放課後の下校ラッシュの混雑に乗じてDクラスの生徒を取り囲んで討ち取る、というのがこれからの作戦だが、それを実行するには、まず敵の顔を知っておく必要がある。
だから雄二は土屋にDクラス全員の顔写真を用意するよう指示し、彼はこの短い時間でその任務を見事完遂してみせた―――というのは、半分正解で半分間違いだ。

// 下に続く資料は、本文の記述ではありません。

//! Synchronization primitives: counting semaphores, locks with priority
//! donation, and condition variables.
//!
//! Waiter lists are priority-ordered and re-sorted on wake, because
//! donation can move a queued thread's priority under it. A lock acquire
//! walks the chain of lock holders, donating the caller's priority to
//! each, bounded in depth; a cycle in that chain is a kernel deadlock
//! and panics.

use super::thread::{Donation, Thread};
use super::{block_current, current, is_started, unblock, yield_now};
use crate::interrupts;
use alloc::sync::Arc;
use alloc::vec::Vec;
use spin::Mutex;

/// How many lock holders a donation may propagate through.
const DONATION_DEPTH_MAX: usize = 8;

struct SemaState {
    value: u32,
    waiters: Vec<Arc<Thread>>,
}

/// Counting semaphore.
pub struct Semaphore {
    state: Mutex<SemaState>,
}

impl Semaphore {
    pub fn new(value: u32) -> Semaphore {
        Semaphore {
            state: Mutex::new(SemaState {
                value,
                waiters: Vec::new(),
            }),
        }
    }

    /// Wait until the value is positive, then take one.
    pub fn down(&self) {
        assert!(!interrupts::in_context(), "cannot block in interrupt context");
        let old = interrupts::disable();
        loop {
            let mut st = self.state.lock();
            if st.value > 0 {
                st.value -= 1;
                break;
            }
            let cur = current();
            let pos = st
                .waiters
                .iter()
                .position(|t| t.priority() < cur.priority())
                .unwrap_or(st.waiters.len());
            st.waiters.insert(pos, cur);
            drop(st);
            block_current();
        }
        interrupts::set_level(old);
    }

    /// Take one only if that needs no waiting.
    pub fn try_down(&self) -> bool {
        interrupts::without_interrupts(|| {
            let mut st = self.state.lock();
            if st.value > 0 {
                st.value -= 1;
                true
            } else {
                false
            }
        })
    }

    /// Add one and wake the highest-priority waiter, yielding to it if
    /// it outranks the caller.
    pub fn up(&self) {
        let old = interrupts::disable();
        let woken = {
            let mut st = self.state.lock();
            let woken = if st.waiters.is_empty() {
                None
            } else {
                // Donations may have reshuffled priorities; re-sort.
                st.waiters.sort_by(|a, b| b.priority().cmp(&a.priority()));
                Some(st.waiters.remove(0))
            };
            st.value += 1;
            woken
        };
        if let Some(t) = &woken {
            unblock(t.clone());
        }
        interrupts::set_level(old);
        if let Some(t) = woken {
            preempt_for(&t);
        }
    }
}

/// Hand the CPU over if `t` outranks the running thread.
fn preempt_for(t: &Arc<Thread>) {
    if !is_started() {
        return;
    }
    if t.priority() > current().priority() {
        if interrupts::in_context() {
            interrupts::yield_on_return();
        } else {
            yield_now();
        }
    }
}

pub(crate) struct LockInner {
    pub(crate) holder: Mutex<Option<Arc<Thread>>>,
    sema: Semaphore,
}

/// A binary lock with priority donation. Handles are cheap clones
/// sharing one lock; at most one thread holds it at a time, and the
/// holder inherits the priority of its highest waiter, transitively
/// through chains of locks.
#[derive(Clone)]
pub struct Lock {
    inner: Arc<LockInner>,
}

impl Lock {
    pub fn new() -> Lock {
        Lock {
            inner: Arc::new(LockInner {
                holder: Mutex::new(None),
                sema: Semaphore::new(1),
            }),
        }
    }

    fn id(&self) -> usize {
        Arc::as_ptr(&self.inner) as usize
    }

    pub fn held_by_current_thread(&self) -> bool {
        let holder = self.inner.holder.lock();
        match holder.as_ref() {
            Some(h) => Arc::ptr_eq(h, &current()),
            None => false,
        }
    }

    /// Acquire the lock, donating our priority down the holder chain
    /// first if we are about to wait.
    pub fn acquire(&self) {
        assert!(!interrupts::in_context(), "cannot block in interrupt context");
        assert!(!self.held_by_current_thread(), "lock is not recursive");
        let cur = current();

        let old = interrupts::disable();
        if self.inner.holder.lock().is_some() {
            *cur.waiting_on.lock() = Some(self.inner.clone());
            self.donate_chain(&cur);
        }
        interrupts::set_level(old);

        self.inner.sema.down();

        let old = interrupts::disable();
        *cur.waiting_on.lock() = None;
        *self.inner.holder.lock() = Some(cur);
        interrupts::set_level(old);
    }

    /// Walk holder → holder.waiting_on → … recording a donation at each
    /// step. Runs with interrupts off.
    fn donate_chain(&self, donor: &Arc<Thread>) {
        let origin = Arc::as_ptr(&self.inner) as usize;
        let mut lock = self.inner.clone();
        for _ in 0..DONATION_DEPTH_MAX {
            let holder = match lock.holder.lock().clone() {
                Some(h) => h,
                None => break,
            };
            if Arc::ptr_eq(&holder, donor) {
                panic!("deadlock: priority donation chain loops back to the donor");
            }
            let lock_id = Arc::as_ptr(&lock) as usize;
            {
                let mut donations = holder.donations.lock();
                match donations
                    .iter_mut()
                    .find(|d| d.donor == donor.tid() && d.lock == lock_id)
                {
                    Some(d) => d.priority = donor.priority(),
                    None => donations.push(Donation {
                        priority: donor.priority(),
                        donor: donor.tid(),
                        lock: lock_id,
                    }),
                }
            }
            holder.refresh_priority();

            let next = holder.waiting_on.lock().clone();
            match next {
                Some(n) => {
                    if Arc::as_ptr(&n) as usize == origin {
                        panic!("deadlock: priority donation chain forms a cycle");
                    }
                    lock = n;
                }
                None => break,
            }
        }
    }

    /// Acquire without waiting; true on success.
    pub fn try_acquire(&self) -> bool {
        assert!(!interrupts::in_context(), "cannot block in interrupt context");
        if self.inner.sema.try_down() {
            *self.inner.holder.lock() = Some(current());
            true
        } else {
            false
        }
    }

    /// Release the lock: strip every donation made on it, recompute our
    /// priority, and wake the highest-priority waiter.
    pub fn release(&self) {
        assert!(self.held_by_current_thread(), "releasing a lock we do not hold");
        let cur = current();
        let old = interrupts::disable();
        let id = self.id();
        cur.donations.lock().retain(|d| d.lock != id);
        cur.refresh_priority();
        *self.inner.holder.lock() = None;
        interrupts::set_level(old);
        self.inner.sema.up();
    }
}

impl Default for Lock {
    fn default() -> Self {
        Self::new()
    }
}

struct CondWaiter {
    thread: Arc<Thread>,
    sema: Arc<Semaphore>,
}

/// Condition variable. Each waiter parks on a private semaphore;
/// `signal` releases the highest-priority waiter.
pub struct Condvar {
    waiters: Mutex<Vec<CondWaiter>>,
}

impl Condvar {
    pub fn new() -> Condvar {
        Condvar {
            waiters: Mutex::new(Vec::new()),
        }
    }

    /// Atomically release `lock` and wait to be signaled; reacquires
    /// `lock` before returning.
    pub fn wait(&self, lock: &Lock) {
        assert!(!interrupts::in_context(), "cannot block in interrupt context");
        assert!(lock.held_by_current_thread(), "condvar wait without the lock");
        let sema = Arc::new(Semaphore::new(0));
        self.waiters.lock().push(CondWaiter {
            thread: current(),
            sema: sema.clone(),
        });
        lock.release();
        sema.down();
        lock.acquire();
    }

    /// Wake one waiter, if any. The caller must hold `lock`.
    pub fn signal(&self, lock: &Lock) {
        assert!(lock.held_by_current_thread(), "condvar signal without the lock");
        let waiter = {
            let mut ws = self.waiters.lock();
            if ws.is_empty() {
                None
            } else {
                ws.sort_by(|a, b| b.thread.priority().cmp(&a.thread.priority()));
                Some(ws.remove(0))
            }
        };
        if let Some(w) = waiter {
            w.sema.up();
        }
    }

    /// Wake every waiter.
    pub fn broadcast(&self, lock: &Lock) {
        while !self.waiters.lock().is_empty() {
            self.signal(lock);
        }
    }
}

impl Default for Condvar {
    fn default() -> Self {
        Self::new()
    }
}

#[cfg(test)]
mod tests {
    use super::*;
    use crate::scheduler::{self, spawn, PRI_DEFAULT};
    use crate::test_support;
    use alloc::vec::Vec;
    use spin::Mutex as SpinMutex;

    type Trace = Arc<SpinMutex<Vec<&'static str>>>;

    fn trace() -> Trace {
        Arc::new(SpinMutex::new(Vec::new()))
    }

    #[test]
    fn semaphore_ping() {
        let _k = test_support::boot();
        let log = trace();
        let sa = Arc::new(Semaphore::new(0));
        let sb = Arc::new(Semaphore::new(0));
        let (l, a, b) = (log.clone(), sa.clone(), sb.clone());
        spawn("ping", PRI_DEFAULT + 1, move || {
            for _ in 0..3 {
                a.down();
                l.lock().push("a");
                b.up();
            }
        });
        for _ in 0..3 {
            sa.up();
            sb.down();
        }
        assert_eq!(*log.lock(), ["a", "a", "a"]);
    }

    #[test]
    fn try_down_never_blocks() {
        let _k = test_support::boot();
        let sema = Semaphore::new(1);
        assert!(sema.try_down());
        assert!(!sema.try_down());
        sema.up();
        assert!(sema.try_down());
    }

    #[test]
    fn lock_try_acquire() {
        let _k = test_support::boot();
        let lock = Lock::new();
        assert!(lock.try_acquire());
        assert!(lock.held_by_current_thread());
        let l2 = lock.clone();
        spawn("contender", PRI_DEFAULT + 1, move || {
            assert!(!l2.try_acquire());
        });
        lock.release();
        assert!(!lock.held_by_current_thread());
    }

    #[test]
    fn donation_raises_and_restores() {
        let _k = test_support::boot();
        let lock = Lock::new();
        lock.acquire();
        assert_eq!(scheduler::get_priority(), PRI_DEFAULT);
        let l2 = lock.clone();
        let log = trace();
        let l = log.clone();
        spawn("acquirer", PRI_DEFAULT + 9, move || {
            l2.acquire();
            l.lock().push("acquirer got it");
            l2.release();
        });
        // The acquirer ran, blocked on the lock, and donated to us.
        assert_eq!(scheduler::get_priority(), PRI_DEFAULT + 9);
        assert!(log.lock().is_empty());
        lock.release();
        // Releasing dropped our donation and handed the lock over.
        assert_eq!(*log.lock(), ["acquirer got it"]);
        assert_eq!(scheduler::get_priority(), PRI_DEFAULT);
    }

    #[test]
    fn donation_chain_propagates() {
        // H (main, 31) holds L1. M (32) holds L2 and waits on L1.
        // C (40) waits on L2. Donations flow C → M → H.
        let _k = test_support::boot();
        let l1 = Lock::new();
        let l2 = Lock::new();
        l1.acquire();
        let log = trace();

        let (m_l1, m_l2, m_log) = (l1.clone(), l2.clone(), log.clone());
        let m_tid = spawn("m", 32, move || {
            m_l2.acquire();
            m_l1.acquire();
            m_log.lock().push("m got l1");
            m_l1.release();
            m_l2.release();
            m_log.lock().push("m done");
        });
        assert_eq!(scheduler::get_priority(), 32);

        let (c_l2, c_log) = (l2.clone(), log.clone());
        spawn("c", 40, move || {
            c_l2.acquire();
            c_log.lock().push("c got l2");
            c_l2.release();
            c_log.lock().push("c done");
        });

        // Transitive donation: both the middle thread and we sit at 40.
        assert_eq!(scheduler::get_priority(), 40);
        let m = scheduler::thread_by_tid(m_tid).expect("m is alive");
        assert_eq!(m.priority(), 40);

        l1.release();
        // Everyone drained in priority order.
        assert_eq!(
            *log.lock(),
            ["m got l1", "c got l2", "c done", "m done"]
        );
        assert_eq!(scheduler::get_priority(), PRI_DEFAULT);
    }

    #[test]
    fn donations_fall_back_per_lock() {
        let _k = test_support::boot();
        let l1 = Lock::new();
        let l2 = Lock::new();
        l1.acquire();
        l2.acquire();
        let a = l1.clone();
        spawn("a", 40, move || {
            a.acquire();
            a.release();
        });
        let b = l2.clone();
        spawn("b", 45, move || {
            b.acquire();
            b.release();
        });
        assert_eq!(scheduler::get_priority(), 45);
        l2.release();
        // The donation tied to l2 is gone; l1's remains.
        assert_eq!(scheduler::get_priority(), 40);
        l1.release();
        assert_eq!(scheduler::get_priority(), PRI_DEFAULT);
    }

    #[test]
    #[should_panic(expected = "deadlock")]
    fn donation_cycle_panics() {
        let _k = test_support::boot();
        let l1 = Lock::new();
        let l2 = Lock::new();
        l1.acquire();
        let (a1, a2) = (l1.clone(), l2.clone());
        spawn("peer", PRI_DEFAULT + 5, move || {
            a2.acquire();
            a1.acquire(); // blocks: main holds l1
            a1.release();
            a2.release();
        });
        // peer holds l2 and waits on l1 (which we hold); closing the
        // circle must be detected, not deadlock.
        l2.acquire();
    }

    #[test]
    fn condvar_signals_by_priority() {
        let _k = test_support::boot();
        let lock = Lock::new();
        let cond = Arc::new(Condvar::new());
        let log = trace();
        for (name, pri) in [("w35", 35), ("w45", 45), ("w40", 40)] {
            let (l, c, lg) = (lock.clone(), cond.clone(), log.clone());
            spawn(name, pri, move || {
                l.acquire();
                c.wait(&l);
                lg.lock().push(name);
                l.release();
            });
        }
        assert!(log.lock().is_empty());
        for _ in 0..3 {
            lock.acquire();
            cond.signal(&lock);
            lock.release();
        }
        assert_eq!(*log.lock(), ["w45", "w40", "w35"]);
    }

    #[test]
    fn broadcast_wakes_everyone() {
        let _k = test_support::boot();
        let lock = Lock::new();
        let cond = Arc::new(Condvar::new());
        let done = Arc::new(Semaphore::new(0));
        for i in 0..3 {
            let (l, c, d) = (lock.clone(), cond.clone(), done.clone());
            spawn("waiter", 40 + i, move || {
                l.acquire();
                c.wait(&l);
                l.release();
                d.up();
            });
        }
        lock.acquire();
        cond.broadcast(&lock);
        lock.release();
        for _ in 0..3 {
            done.down();
        }
    }
}
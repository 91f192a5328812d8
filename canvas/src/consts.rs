//! Shared numeric constants for the canvas crate.

// ── Canvas ──────────────────────────────────────────────────────

/// Initial canvas width in device pixels (about sqrt(0.75) × 1280).
pub const DEFAULT_CANVAS_WIDTH: u32 = 1110;

/// Initial canvas height in device pixels (about sqrt(0.75) × 1024).
pub const DEFAULT_CANVAS_HEIGHT: u32 = 890;

/// Smallest allowed canvas dimension in device pixels.
pub const MIN_CANVAS_SIZE: u32 = 256;

/// Screen resolution assumed when the shell does not report one.
pub const DEFAULT_DPI: f64 = 96.0;

// ── Recording ───────────────────────────────────────────────────

/// Primitive count that forces an implicit scene update mid-view.
pub const MAX_DRAWS_PER_PICTURE: usize = 256;

/// Side length of the box symbol glyphs are defined in.
pub const SYMBOL_BOX: f64 = 100.0;

/// Pen width, in symbol units, used for outline-only symbols.
pub const SYMBOL_PEN_WIDTH: f64 = 15.0;

/// Font size, in user units, when a text command gives no font.
pub const DEFAULT_FONT_SIZE: f64 = 12.0;

// ── Print ───────────────────────────────────────────────────────

/// Resolution of PostScript user space (points per inch).
pub const POSTSCRIPT_DPI: f64 = 72.0;

/// US Letter paper width in inches.
pub const LETTER_WIDTH_IN: f64 = 8.5;

/// US Letter paper height in inches.
pub const LETTER_HEIGHT_IN: f64 = 11.0;

// ── Status ──────────────────────────────────────────────────────

/// Status message shown when no compositing is in progress.
pub const STATUS_READY: &str = "Ready";
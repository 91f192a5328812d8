//! Attribute resolver: colors, pens, brushes, and fonts from command payloads.
//!
//! Commands describe drawing attributes as small JSON mappings, for example
//! `{"color": 0x880000, "alpha": 128, "width": 5, "style": "dash"}`. This
//! module turns those mappings into the typed attributes that recorded
//! primitives carry. Colors accept a 24-bit integer, a `"#rrggbb"` string, or
//! a name from a fixed table; `alpha` is a separate 0-255 key.

#[cfg(test)]
#[path = "attrs_test.rs"]
mod attrs_test;

use serde::Deserialize;
use serde_json::Value;
use tracing::debug;

use crate::consts::DEFAULT_FONT_SIZE;

/// Error returned while resolving an attribute mapping.
#[derive(Debug, thiserror::Error)]
pub enum AttrError {
    /// The attribute value is not a JSON mapping.
    #[error("attribute is not a mapping")]
    NotAMapping,
    /// A required key is absent.
    #[error("missing attribute key `{0}`")]
    MissingKey(&'static str),
    /// A color name is not in the table.
    #[error("unknown color `{0}`")]
    UnknownColor(String),
    /// A key holds a value of the wrong type or range.
    #[error("invalid value for `{key}`: {value}")]
    InvalidValue { key: &'static str, value: String },
    /// A symbol name is not known.
    #[error("unknown symbol `{0}`")]
    UnknownSymbol(String),
}

// =============================================================================
// COLOR
// =============================================================================

/// 8-bit RGBA color, not premultiplied.
#[derive(Debug, Clone, Copy, PartialEq, Eq)]
pub struct Color {
    pub r: u8,
    pub g: u8,
    pub b: u8,
    pub a: u8,
}

impl Color {
    pub const BLACK: Self = Self::rgb(0, 0, 0);
    pub const WHITE: Self = Self::rgb(255, 255, 255);
    /// White with zero alpha; the initial clear color.
    pub const TRANSPARENT_WHITE: Self = Self { r: 255, g: 255, b: 255, a: 0 };

    #[must_use]
    pub const fn rgb(r: u8, g: u8, b: u8) -> Self {
        Self { r, g, b, a: 255 }
    }

    #[must_use]
    pub const fn with_alpha(self, a: u8) -> Self {
        Self { a, ..self }
    }

    /// Build an opaque color from a `0xRRGGBB` value; higher bits are ignored.
    #[must_use]
    pub fn from_rgb24(value: u32) -> Self {
        let [_, r, g, b] = value.to_be_bytes();
        Self::rgb(r, g, b)
    }

    /// Look up a color by name (case-insensitive) or `#rrggbb` notation.
    #[must_use]
    pub fn named(name: &str) -> Option<Self> {
        let lower = name.trim().to_ascii_lowercase();
        if let Some(hex) = lower.strip_prefix('#') {
            if hex.len() != 6 {
                return None;
            }
            return match u32::from_str_radix(hex, 16) {
                Ok(value) => Some(Self::from_rgb24(value)),
                Err(_) => None,
            };
        }
        let color = match lower.as_str() {
            "black" => Self::BLACK,
            "white" => Self::WHITE,
            "red" => Self::rgb(255, 0, 0),
            "green" => Self::rgb(0, 128, 0),
            "lime" => Self::rgb(0, 255, 0),
            "blue" => Self::rgb(0, 0, 255),
            "yellow" => Self::rgb(255, 255, 0),
            "cyan" => Self::rgb(0, 255, 255),
            "magenta" => Self::rgb(255, 0, 255),
            "gray" | "grey" => Self::rgb(128, 128, 128),
            "darkgray" | "darkgrey" => Self::rgb(169, 169, 169),
            "lightgray" | "lightgrey" => Self::rgb(211, 211, 211),
            "lightblue" => Self::rgb(173, 216, 230),
            "darkblue" => Self::rgb(0, 0, 139),
            "navy" => Self::rgb(0, 0, 128),
            "darkred" => Self::rgb(139, 0, 0),
            "darkgreen" => Self::rgb(0, 100, 0),
            "orange" => Self::rgb(255, 165, 0),
            "purple" => Self::rgb(128, 0, 128),
            "brown" => Self::rgb(165, 42, 42),
            "pink" => Self::rgb(255, 192, 203),
            "transparent" => Self { r: 0, g: 0, b: 0, a: 0 },
            _ => return None,
        };
        Some(color)
    }

    /// Alpha as a fraction in `[0, 1]`.
    #[must_use]
    pub fn opacity(&self) -> f64 {
        f64::from(self.a) / 255.0
    }

    /// `rgb(r,g,b)` notation for SVG attributes.
    #[must_use]
    pub fn css_rgb(&self) -> String {
        format!("rgb({},{},{})", self.r, self.g, self.b)
    }
}

/// Resolve the optional `color` and `alpha` keys of a mapping.
///
/// Returns `Ok(None)` when there is no `color` key.
///
/// # Errors
///
/// Returns [`AttrError::UnknownColor`] or [`AttrError::InvalidValue`] when
/// the keys are present but unusable.
pub fn optional_color(map: &serde_json::Map<String, Value>) -> Result<Option<Color>, AttrError> {
    let Some(raw) = map.get("color") else {
        return Ok(None);
    };
    let color = match raw {
        Value::String(name) => Color::named(name).ok_or_else(|| AttrError::UnknownColor(name.clone()))?,
        Value::Number(n) => {
            let value = n.as_f64().unwrap_or(-1.0);
            if !(0.0..=f64::from(0x00FF_FFFF_u32)).contains(&value) {
                return Err(AttrError::InvalidValue { key: "color", value: raw.to_string() });
            }
            #[allow(clippy::cast_possible_truncation, clippy::cast_sign_loss)]
            Color::from_rgb24(value.round() as u32)
        }
        other => return Err(AttrError::InvalidValue { key: "color", value: other.to_string() }),
    };
    match map.get("alpha") {
        None | Some(Value::Null) => Ok(Some(color)),
        Some(raw) => Ok(Some(color.with_alpha(alpha_from(raw)?))),
    }
}

fn alpha_from(raw: &Value) -> Result<u8, AttrError> {
    let value = raw.as_f64().unwrap_or(-1.0);
    if !(0.0..=255.0).contains(&value) {
        return Err(AttrError::InvalidValue { key: "alpha", value: raw.to_string() });
    }
    #[allow(clippy::cast_possible_truncation, clippy::cast_sign_loss)]
    Ok(value.round() as u8)
}

fn as_mapping(value: &Value) -> Result<&serde_json::Map<String, Value>, AttrError> {
    value.as_object().ok_or(AttrError::NotAMapping)
}

// =============================================================================
// PEN
// =============================================================================

/// Dash style of a pen.
#[derive(Debug, Clone, Copy, PartialEq, Eq, Default, Deserialize)]
#[serde(rename_all = "lowercase")]
pub enum LineStyle {
    #[default]
    Solid,
    Dash,
    Dot,
    DashDot,
    DashDotDot,
    /// Nothing is stroked.
    NoPen,
}

impl LineStyle {
    /// Dash pattern in units of the pen width; empty for solid lines.
    #[must_use]
    pub fn pattern(self) -> &'static [f64] {
        match self {
            Self::Solid | Self::NoPen => &[],
            Self::Dash => &[4.0, 2.0],
            Self::Dot => &[1.0, 2.0],
            Self::DashDot => &[4.0, 2.0, 1.0, 2.0],
            Self::DashDotDot => &[4.0, 2.0, 1.0, 2.0, 1.0, 2.0],
        }
    }
}

/// Line end decoration.
#[derive(Debug, Clone, Copy, PartialEq, Eq, Default, Deserialize)]
#[serde(rename_all = "lowercase")]
pub enum CapStyle {
    #[default]
    Square,
    Flat,
    Round,
}

/// Corner decoration between joined segments.
#[derive(Debug, Clone, Copy, PartialEq, Eq, Default, Deserialize)]
#[serde(rename_all = "lowercase")]
pub enum JoinStyle {
    #[default]
    Bevel,
    Miter,
    Round,
}

/// Stroke attributes. Width is in user units; zero means a one-pixel
/// cosmetic line regardless of scaling.
#[derive(Debug, Clone, Copy, PartialEq)]
pub struct Pen {
    pub color: Color,
    pub width: f64,
    pub style: LineStyle,
    pub cap: CapStyle,
    pub join: JoinStyle,
}

impl Pen {
    /// One-pixel solid pen.
    #[must_use]
    pub fn cosmetic(color: Color) -> Self {
        Self { color, width: 0.0, style: LineStyle::Solid, cap: CapStyle::Round, join: JoinStyle::Round }
    }

    #[must_use]
    pub fn is_cosmetic(&self) -> bool {
        self.width <= 0.0
    }

    #[must_use]
    pub fn is_visible(&self) -> bool {
        self.style != LineStyle::NoPen && self.color.a > 0
    }

    /// Dash lengths scaled by the pen width, or `None` for a solid line.
    #[must_use]
    pub fn dash_array(&self) -> Option<Vec<f64>> {
        let pattern = self.style.pattern();
        if pattern.is_empty() {
            return None;
        }
        let unit = self.width.max(1.0);
        Some(pattern.iter().map(|len| len * unit).collect())
    }
}

#[derive(Debug, Default, Deserialize)]
#[serde(default)]
struct PenSpec {
    width: f64,
    style: LineStyle,
    capstyle: CapStyle,
    joinstyle: JoinStyle,
}

/// Resolve a pen mapping. The color defaults to opaque black.
///
/// # Errors
///
/// Returns an [`AttrError`] for a non-mapping value, an unusable color, an
/// unknown style name, or a negative width.
pub fn pen_from(value: &Value) -> Result<Pen, AttrError> {
    let map = as_mapping(value)?;
    let color = optional_color(map)?.unwrap_or(Color::BLACK);
    let mut spec_map = map.clone();
    spec_map.remove("color");
    spec_map.remove("alpha");
    let spec: PenSpec = serde_json::from_value(Value::Object(spec_map))
        .map_err(|e| AttrError::InvalidValue { key: "pen", value: e.to_string() })?;
    if spec.width.is_nan() || spec.width < 0.0 {
        return Err(AttrError::InvalidValue { key: "width", value: spec.width.to_string() });
    }
    Ok(Pen { color, width: spec.width, style: spec.style, cap: spec.capstyle, join: spec.joinstyle })
}

// =============================================================================
// BRUSH
// =============================================================================

/// Fill style of a brush.
#[derive(Debug, Clone, Copy, PartialEq, Eq, Default)]
pub enum BrushStyle {
    #[default]
    Solid,
    /// Nothing is filled.
    NoBrush,
}

/// Fill attributes.
#[derive(Debug, Clone, Copy, PartialEq)]
pub struct Brush {
    pub color: Color,
    pub style: BrushStyle,
}

impl Brush {
    #[must_use]
    pub fn solid(color: Color) -> Self {
        Self { color, style: BrushStyle::Solid }
    }

    #[must_use]
    pub fn is_visible(&self) -> bool {
        self.style == BrushStyle::Solid && self.color.a > 0
    }
}

const HATCH_STYLES: &[&str] = &[
    "hor", "ver", "cross", "bdiag", "fdiag", "diagcross", "dense1", "dense2", "dense3", "dense4",
    "dense5", "dense6", "dense7",
];

/// Resolve a brush mapping. The color defaults to opaque black.
///
/// Hatch pattern names are accepted and filled solid.
///
/// # Errors
///
/// Returns an [`AttrError`] for a non-mapping value, an unusable color, or
/// an unknown style name.
pub fn brush_from(value: &Value) -> Result<Brush, AttrError> {
    let map = as_mapping(value)?;
    let color = optional_color(map)?.unwrap_or(Color::BLACK);
    let style = match map.get("style") {
        None | Some(Value::Null) => BrushStyle::Solid,
        Some(Value::String(name)) => match name.to_ascii_lowercase().as_str() {
            "solid" => BrushStyle::Solid,
            "nobrush" => BrushStyle::NoBrush,
            hatch if HATCH_STYLES.contains(&hatch) => {
                debug!(style = hatch, "hatch brush filled solid");
                BrushStyle::Solid
            }
            _ => return Err(AttrError::InvalidValue { key: "style", value: name.clone() }),
        },
        Some(other) => return Err(AttrError::InvalidValue { key: "style", value: other.to_string() }),
    };
    Ok(Brush { color, style })
}

// =============================================================================
// FONT
// =============================================================================

/// Text attributes. Size is in user units.
#[allow(clippy::struct_excessive_bools)]
#[derive(Debug, Clone, PartialEq, Deserialize)]
#[serde(default)]
pub struct Font {
    pub family: String,
    pub size: f64,
    pub bold: bool,
    pub italic: bool,
    pub underline: bool,
}

impl Default for Font {
    fn default() -> Self {
        Self {
            family: "sans-serif".to_owned(),
            size: DEFAULT_FONT_SIZE,
            bold: false,
            italic: false,
            underline: false,
        }
    }
}

/// Resolve a font mapping; absent keys take [`Font::default`] values.
///
/// # Errors
///
/// Returns an [`AttrError`] for a non-mapping value, mistyped keys, or a
/// non-positive size.
pub fn font_from(value: &Value) -> Result<Font, AttrError> {
    as_mapping(value)?;
    let font: Font = serde_json::from_value(value.clone())
        .map_err(|e| AttrError::InvalidValue { key: "font", value: e.to_string() })?;
    if font.size.is_nan() || font.size <= 0.0 {
        return Err(AttrError::InvalidValue { key: "size", value: font.size.to_string() });
    }
    Ok(font)
}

「土屋。作戦の為にしては、男女で随分写真の完成度が違う気がするんだけど?」
「…………そんなことはない」

「確かに、男子の写真は女子に比べて全体的に適当な感じじゃ」
「…………そんな、ことはない」
「それにこれ、良く見たら女子の写真だけ季節バラバラじゃない。
 そっちは雪降ってるし、この写真は半袖よ」
「…………そんな、こと、は……」
「土屋君……」
「…………ち、ちが―――」

「あ、船越先生」
ドタバタッ!?ダダダダダダダッ、ガチャッ、バンッ!!!

「さて、馬鹿は放っておいて、そろそろ決着をつけるか」
土屋を追いつめたところで、タイミング悪く雄二がこちらにやってくる。
人生を売られて発狂していた明久は、彼の魔法の呪文で掃除道具入れの中に引きこもってしまったようだ。
「そ、そうじゃな。
 ちらほらと下校しておる生徒の姿も見え始めたし、頃合いじゃろう」
「…………(コクコク)」
「チッ」
「……。おい、なんか約一名、すげぇ不満そうな顔をしてる奴がいるんだが」
「別に?楽しく遊んでるところに邪魔が入ったのが、ちょっと不満なだけだよ」
「やっぱ不満なんじゃねぇか!」
「…………いや。雄二、ナイスタイミング」
「「「……」」」
「はぁ……何馬鹿やってたんだお前等は」
緊張感のない千秋たちに、雄二は溜息を吐く。
だが、すぐにその顔を引き締めると、深く息を吸い込んだ。
そして、Fクラスの同胞たちを見回して、大きく声を張り上げる。

「遊びはもう終わりだ!
 テメェら、Dクラス代表の首級を穫りに行くぞ!!」
『おうっ!!』

雄二の声を合図に、仲間たちが勢いよく教室を飛び出していく。
その足取りに迷いはない。敵の顔を判別できない相手クラスと違い、彼らはそれぞれ標的がしっかりと決まっているからだ。
「あれ?吉井さん、行かないんですか?」
「んー。もうちょっとしたら行くよ」
「?」
不思議そうに首を傾げる瑞希に、千秋は笑う。
最終兵器である彼女は、Dクラス代表がいる本隊が出てくるまで、教室で待機することになっている。千秋と瑞希以外で教室にまだ姿が残っているのは、代表である雄二ぐらいだ。
(馬鹿やってんのは、どっちなんだか)
まぁ、物凄く楽しいのは分かるけれど。
ちらり、と雄二に視線をやると、彼は肩を竦めてニヤリと笑う。

「あー、明久。
 船越先生が来たっていうのは嘘だ」
「雄二ぃぃぃいいいいっっ!!!」

金属製の扉が蹴り開けられる音と、瑞希の可愛らしい小さな悲鳴をBGMに、千秋と雄二は駆け出すのだった。